Search code examples
sqlgoogle-bigqueryaggregate-functionsdate-arithmetic

aggregation of aggregation not allowed


I am using google bigquery.

I want to find the average number of events for each day of the week (Sunday,monday,tuesday,wednesday,thursday,friday,saturday) for a certain time period (1 to 28 May).
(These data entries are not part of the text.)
//! Defines the endpoint for deleting a single expense.
use std::sync::{Arc, Mutex};

use axum::{
    extract::{FromRef, Path, State},
    response::Response,
};
use rusqlite::Connection;

use crate::AppState;

use super::{
    core::{ExpenseId, delete_expense},
    expenses_page::{Flash, redirect_with_flash},
};

/// The state needed to delete an expense.
#[derive(Debug, Clone)]
pub struct DeleteExpenseState {
    /// The database connection for managing expenses.
    pub db_connection: Arc<Mutex<Connection>>,
}

impl FromRef<AppState> for DeleteExpenseState {
    fn from_ref(state: &AppState) -> Self {
        Self {
            db_connection: state.db_connection.clone(),
        }
    }
}

/// A route handler for deleting an expense; redirects back to the expenses
/// page with a confirmation.
///
/// Deleting an id that is no longer in the table affects nothing and still
/// redirects with the confirmation.
///
/// # Panics
///
/// Panics if the lock for the database connection is already held by the same thread.
pub async fn delete_expense_endpoint(
    State(state): State<DeleteExpenseState>,
    Path(expense_id): Path<ExpenseId>,
) -> Response {
    let connection = state.db_connection.lock().unwrap();

    match delete_expense(expense_id, &connection) {
        Ok(0) => {
            tracing::debug!("expense {expense_id} was already gone");
            redirect_with_flash(Flash::DespesaApagada)
        }
        Ok(_) => redirect_with_flash(Flash::DespesaApagada),
        Err(error) => {
            tracing::error!("Could not delete expense {expense_id}: {error}");
            error.into_alert_response()
        }
    }
}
For example there were 4 Sundays between May 1 to May 28, I want to find out average number of events for Sunday based on those 4 Sundays.

Here is my code:

SELECT EXTRACT(DAYOFWEEK FROM TIMESTAMP_MICROS(event_timestamp)) AS day,
       AVG(COUNT(*)) AS average_events
FROM `table`
WHERE DATE_TRUNC(EXTRACT(DATE FROM TIMESTAMP_MICROS(event_timestamp)), DAY)
      BETWEEN DATETIME('2023-05-01 00:00:00') AND DATETIME('2023-05-28 00:00:00')
GROUP BY day
ORDER BY day

this gives an error like "Aggregations of aggregations are not allowed"

edit:

I have tried the following -

SELECT day,
       AVG(counts) AS average_events
FROM (
   SELECT EXTRACT(DAYOFWEEK FROM event_timestamp) AS day,
          COUNT(*) AS counts
   FROM `table`
   WHERE DATE_TRUNC(event_timestamp, DAY)
         BETWEEN DATETIME('2023-05-01 00:00:00') AND DATETIME('2023-05-28 00:00:00')
   GROUP BY day
) AS t
GROUP BY day
ORDER BY day

but here, the count is the same as the average.


Solution

  • You want to aggregate by day first, and get each associated count - then by day of the week.

    I would recommend:

    select event_dow, avg(cnt) avg_cnt
    from (
        select 
            timestamp_trunc(timestamp_micros(event_timestamp), day) event_day
            extract(dayofweek from timestamp_micros(event_timestamp)) event_dow, 
            count(*) cnt
        from mytable
        where event_timestamp >= unix_micros(timestamp '2023-05-01')
          and event_timestamp <  unix_micros(timestamp '2023-05-29')
        group by event_day, event_dow
    ) t
    group by event_dow                                                           -- dow aggregation
    order by event_dow
    

    Note that I attempted to optimize the where clause of the query by filtering directly against original values (we can convert the bounds to unix timestamps instead) - and using half-open intervals.